Les médiations artistiques : diversité, fonctions et enjeux cliniques
Sous le terme de « médiations artistiques », on regroupe l’ensemble des supports et langages expressifs servant d’interfaces entre le monde interne du patient et le champ thérapeutique. Peinture, modelage, écriture, collage, photographie, arts numériques, musique ou théâtre d’objets : le choix ne doit rien au hasard ni à la simple préférence esthétique. Chaque médium porte en lui une grammaire, une résistance, une potentialité de symbolisation.
Daniel Marcelli et Marie-Paule Mannoni (2005) rappellent que la médiation, c’est « ce qui permet l’expérience de la transitionnalité ». Le médium choisi engage le corps, la sensorialité, la motricité, l’élaboration psychique – il devient théâtre d’essais, plateforme d’expérimentation où se tissent, parfois se rejouent, les modalités du lien à soi et à l’autre (Winnicott, 1971).
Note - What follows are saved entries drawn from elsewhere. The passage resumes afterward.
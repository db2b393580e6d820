//! # Document store
//!
//! The store is a seam: the HTTP surface and the validator talk to
//! [`MemberStore`], never to a concrete backend. [`MongoStore`] is the
//! production backend; [`MemoryStore`] holds documents in process
//! memory and backs the test suite.
//!
//! Documents come back as plain JSON values with the store identifier
//! included, ready for the wire.

pub mod config;
pub mod errors;
pub mod filter;
pub mod memory;
pub mod mongo;

use async_trait::async_trait;
use serde_json::Value;

use crate::member::Member;

pub use config::StoreConfig;
pub use errors::StoreError;
pub use filter::Filter;
pub use memory::MemoryStore;
pub use mongo::MongoStore;

/// Result type for store operations
pub type StoreResult<T> = Result<T, StoreError>;

/// The document store the service runs against
#[async_trait]
pub trait MemberStore: Send + Sync {
    /// All documents matching the filter
    async fn find(&self, filter: &Filter) -> StoreResult<Vec<Value>>;

    /// The first document matching the filter, if any
    async fn find_one(&self, filter: &Filter) -> StoreResult<Option<Value>>;

    /// Insert one member document
    async fn insert(&self, member: &Member) -> StoreResult<()>;
}
//! Member domain errors
//!
//! The `#[error]` texts on `ValidationError` are wire contract:
//! clients match on them byte for byte.

use thiserror::Error;

use crate::store::StoreError;

/// A create-time validation rejection
#[derive(Debug, Clone, PartialEq, Eq, Error)]
pub enum ValidationError {
    /// A required top-level field is absent
    #[error("Missing required fields")]
    MissingFields,

    /// `address` is not a mapping carrying city, street, and number
    #[error("Bad request - address field must include city, street, and number")]
    IncompleteAddress,

    /// `member_id` is not a nine-character string
    #[error("Bad id number")]
    InvalidMemberId,

    /// A stored member already carries this `member_id`
    #[error("Member with the same ID already exists")]
    DuplicateMemberId,

    /// The vaccination fields are not both arrays
    #[error("The type of the fields :vaccine_dates,vaccine_manufacturers should be list")]
    VaccineFieldsNotLists,

    /// The parallel vaccination arrays differ in length
    #[error("The number of vaccination dates is not the same as the number of their manufacturers - incompatibility.")]
    VaccineLengthMismatch,

    /// More than four vaccination entries
    #[error("The number of vaccination dates is more than 4")]
    TooManyVaccinations,

    /// The request body never became a candidate document
    #[error("{0}")]
    MalformedBody(String),
}

impl ValidationError {
    /// The `error` field every validation envelope carries
    pub fn description(&self) -> &'static str {
        "Bad Request error"
    }
}

/// Validation or store failure during a member operation
#[derive(Debug, Error)]
pub enum MemberError {
    #[error(transparent)]
    Validation(#[from] ValidationError),

    #[error(transparent)]
    Store(#[from] StoreError),
}
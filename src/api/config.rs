//! HTTP Server Configuration

use serde::{Deserialize, Serialize};

/// HTTP server configuration
#[derive(Debug, Clone, Serialize, Deserialize)]
pub struct ServerConfig {
    /// Host to bind to (default: "127.0.0.1")
    #[serde(default = "default_host")]
    pub host: String,

    /// Port to bind to (default: 5000)
    #[serde(default = "default_port")]
    pub port: u16,
}

fn default_host() -> String {
    "127.0.0.1".to_string()
}

fn default_port() -> u16 {
    5000
}

impl Default for ServerConfig {
    fn default() -> Self {
        Self {
            host: default_host(),
            port: default_port(),
        }
    }
}

impl ServerConfig {
    /// Create a new config with the given host and port
    pub fn new(host: impl Into<String>, port: u16) -> Self {
        Self {
            host: host.into(),
            port,
        }
    }

    /// Get the socket address string
    pub fn socket_addr(&self) -> String {
        format!("{}:{}", self.host, self.port)
    }
}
Dès lors, ajuster le dispositif suppose de :
- Respecter l’instauration : le temps de la prise de contact avec la matière/médiation.
- Honorer la temporalité : éviter le passage trop rapide ou trop lent d’un médium à un autre.
- Distinguer adaptation (accompagner la demande implicite ou explicite) d’ajustement (intervenir pour permettre l’émergence d’un processus psychique plus vivant).